Cardiovascular ACE2 receptor expression in patients undergoing heart transplantation

Aims Membrane-bound angiotensin-converting enzyme (ACE)2 is the main cellular access point for SARS-CoV-2, but its expression and the effect of ACE inhibition have not been assessed quantitatively in patients with heart failure. The aim of this study was to characterize membrane- bound ACE2 expression in the myocardium and myocardial vasculature in patients undergoing heart transplantation and to assess the effect of pharmacological ACE inhibition. Methods and results Left ventricular (LV) tissue was obtained from 36 explanted human hearts from patients undergoing heart transplantation.

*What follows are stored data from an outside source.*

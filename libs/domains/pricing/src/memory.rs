use std::collections::BTreeSet;

use async_trait::async_trait;
use observability::PricingMetrics;
use strum::IntoEnumIterator;
use tracing::debug;

use crate::error::PricingResult;
use crate::models::{
    CloudProvider, ComputeOffer, OfferFilter, OfferKind, RegionBucket, StorageOffer,
};
use crate::repository::OfferSource;

/// Offer snapshot held in memory
///
/// Offers are validated on the way in and returned in insertion order.
/// Share it behind an `Arc` once loaded; mutation needs `&mut self`.
#[derive(Debug, Clone, Default)]
pub struct InMemoryOfferSource {
    compute: Vec<ComputeOffer>,
    storage: Vec<StorageOffer>,
}

impl InMemoryOfferSource {
    pub fn new() -> Self {
        Self::default()
    }

    /// Build a source from existing offers, validating each one
    pub fn from_offers(
        compute: Vec<ComputeOffer>,
        storage: Vec<StorageOffer>,
    ) -> PricingResult<Self> {
        let mut source = Self::new();
        for offer in compute {
            source.insert_compute(offer)?;
        }
        for offer in storage {
            source.insert_storage(offer)?;
        }
        Ok(source)
    }

    pub fn insert_compute(&mut self, offer: ComputeOffer) -> PricingResult<()> {
        offer.validate_invariants()?;
        self.compute.push(offer);
        Ok(())
    }

    pub fn insert_storage(&mut self, offer: StorageOffer) -> PricingResult<()> {
        offer.validate_invariants()?;
        self.storage.push(offer);
        Ok(())
    }

    pub fn compute_len(&self) -> usize {
        self.compute.len()
    }

    pub fn storage_len(&self) -> usize {
        self.storage.len()
    }

    /// Publish per-provider offer counts as gauges
    pub fn record_offer_counts(&self) {
        for provider in CloudProvider::iter() {
            let label = provider.to_string();
            let compute = self.compute.iter().filter(|o| o.provider == provider).count();
            let storage = self.storage.iter().filter(|o| o.provider == provider).count();
            PricingMetrics::set_offer_count(&label, &OfferKind::Compute.to_string(), compute);
            PricingMetrics::set_offer_count(&label, &OfferKind::Storage.to_string(), storage);
        }
    }
}

#[async_trait]
impl OfferSource for InMemoryOfferSource {
    async fn compute_offers(&self, filter: &OfferFilter) -> PricingResult<Vec<ComputeOffer>> {
        let offers: Vec<ComputeOffer> = self
            .compute
            .iter()
            .filter(|o| filter.matches_compute(o))
            .cloned()
            .collect();
        debug!(matched = offers.len(), total = self.compute.len(), "Compute snapshot");
        Ok(offers)
    }

    async fn storage_offers(&self, filter: &OfferFilter) -> PricingResult<Vec<StorageOffer>> {
        let offers: Vec<StorageOffer> = self
            .storage
            .iter()
            .filter(|o| filter.matches_storage(o))
            .cloned()
            .collect();
        debug!(matched = offers.len(), total = self.storage.len(), "Storage snapshot");
        Ok(offers)
    }

    async fn regions_for_provider(
        &self,
        provider: CloudProvider,
    ) -> PricingResult<Vec<RegionBucket>> {
        let compute = self.compute.iter().filter(|o| o.provider == provider).map(|o| o.region);
        let storage = self.storage.iter().filter(|o| o.provider == provider).map(|o| o.region);
        let regions: BTreeSet<RegionBucket> = compute.chain(storage).collect();
        Ok(regions.into_iter().collect())
    }
}
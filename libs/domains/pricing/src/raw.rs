use std::collections::BTreeMap;

use serde::{Deserialize, Serialize};
use serde_json::Value;

use crate::error::ValidationError;
use crate::models::Details;

/// Spellings a provider uses for "no value"
const NULL_TOKENS: [&str; 4] = ["null", "none", "na", "n/a"];

/// Whether a raw cell counts as absent
pub fn is_null_token(value: &str) -> bool {
    let trimmed = value.trim();
    trimmed.is_empty() || NULL_TOKENS.iter().any(|t| trimmed.eq_ignore_ascii_case(t))
}

/// One provider pricing row keyed by provider-native field names.
///
/// Values are kept exactly as the ingestion adapter produced them; the
/// dialects decide what a value means.
#[derive(Debug, Clone, Default, PartialEq, Eq, Serialize, Deserialize)]
#[serde(transparent)]
pub struct RawRow {
    fields: BTreeMap<String, String>,
}

impl RawRow {
    pub fn new() -> Self {
        Self::default()
    }

    /// Build a row from a JSON object. Strings are taken verbatim, numbers
    /// and booleans are stringified, nulls are omitted.
    pub fn from_json(value: &Value) -> Result<Self, ValidationError> {
        let object = value
            .as_object()
            .ok_or_else(|| ValidationError::unrecognized("row", value.to_string()))?;

        let mut row = Self::new();
        for (key, value) in object {
            match value {
                Value::Null => {}
                Value::String(s) => row.insert(key.clone(), s.clone()),
                Value::Number(n) => row.insert(key.clone(), n.to_string()),
                Value::Bool(b) => row.insert(key.clone(), b.to_string()),
                other => row.insert(key.clone(), other.to_string()),
            }
        }
        Ok(row)
    }

    pub fn insert(&mut self, key: impl Into<String>, value: impl Into<String>) {
        self.fields.insert(key.into(), value.into());
    }

    /// Builder form of [`RawRow::insert`]
    pub fn with(mut self, key: impl Into<String>, value: impl Into<String>) -> Self {
        self.insert(key, value);
        self
    }

    pub fn remove(&mut self, key: &str) -> Option<String> {
        self.fields.remove(key)
    }

    /// The cell exactly as stored, null tokens included
    pub fn raw(&self, key: &str) -> Option<&str> {
        self.fields.get(key).map(String::as_str)
    }

    /// The trimmed cell, or `None` when the key is missing or holds a null token
    pub fn get(&self, key: &str) -> Option<&str> {
        self.raw(key)
            .filter(|v| !is_null_token(v))
            .map(str::trim)
    }

    pub fn contains_key(&self, key: &str) -> bool {
        self.fields.contains_key(key)
    }

    pub fn iter(&self) -> impl Iterator<Item = (&str, &str)> {
        self.fields.iter().map(|(k, v)| (k.as_str(), v.as_str()))
    }

    pub fn len(&self) -> usize {
        self.fields.len()
    }

    pub fn is_empty(&self) -> bool {
        self.fields.is_empty()
    }

    /// Every cell whose key is not in `mapped`, verbatim
    pub fn unmapped(&self, mapped: &[&str]) -> Details {
        self.fields
            .iter()
            .filter(|(k, _)| !mapped.contains(&k.as_str()))
            .map(|(k, v)| (k.clone(), Value::String(v.clone())))
            .collect()
    }

    /// Seed a row from offer details. String values are written as-is,
    /// anything else in its JSON text form.
    pub fn from_details(details: &Details) -> Self {
        let mut row = Self::new();
        for (key, value) in details {
            match value {
                Value::Null => {}
                Value::String(s) => row.insert(key.clone(), s.clone()),
                other => row.insert(key.clone(), other.to_string()),
            }
        }
        row
    }

    pub fn to_json(&self) -> Value {
        Value::Object(
            self.fields
                .iter()
                .map(|(k, v)| (k.clone(), Value::String(v.clone())))
                .collect(),
        )
    }
}

impl<K: Into<String>, V: Into<String>> FromIterator<(K, V)> for RawRow {
    fn from_iter<I: IntoIterator<Item = (K, V)>>(iter: I) -> Self {
        Self {
            fields: iter
                .into_iter()
                .map(|(k, v)| (k.into(), v.into()))
                .collect(),
        }
    }
}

Immunohistochemical staining with antibodies directed against ACE2 co-registered with cardiac troponin T (cTnT) and alpha-smooth muscle cell actin (SMA) was performed across the entire cohort. ACE2 receptor expression was quantitatively assessed throughout the myocardium and vasculature. ACE2 was consistently expressed throughout the LV myocardium (28.3% +/- 22.2% of cardiomyocytes). ACE2 expression was also detected in small calibre blood vessels (range, 2-9 mu m), albeit at quantitatively much lower levels (5% +/- 9% of blood vessels). There was no significant difference in ACE2 expression between patients receiving ACE inhibitors prior to transplantation and ACE inhibitor-negative controls (P > 0.05). ACE2 expression did not differ significantly between the different diagnostic groups as the underlying reason for heart transplantation (ANOVA > 0.05). N-terminal pro-brain natriuretic peptide (NT-proBNP) (R-2 = 0.37, P = 0.0006) and pulmonary capillary wedge pressure (PCWP) (R-2 = 0.13, P = 0.043) assessed by right heart catheterization were significantly correlated with greater ACE2 expression in cardiomyocytes. Conclusions These data provide a comprehensive characterization of membrane-bound cardiac ACE2 expression in patients with heart failure with no demonstrable effect exerted by ACE inhibitors.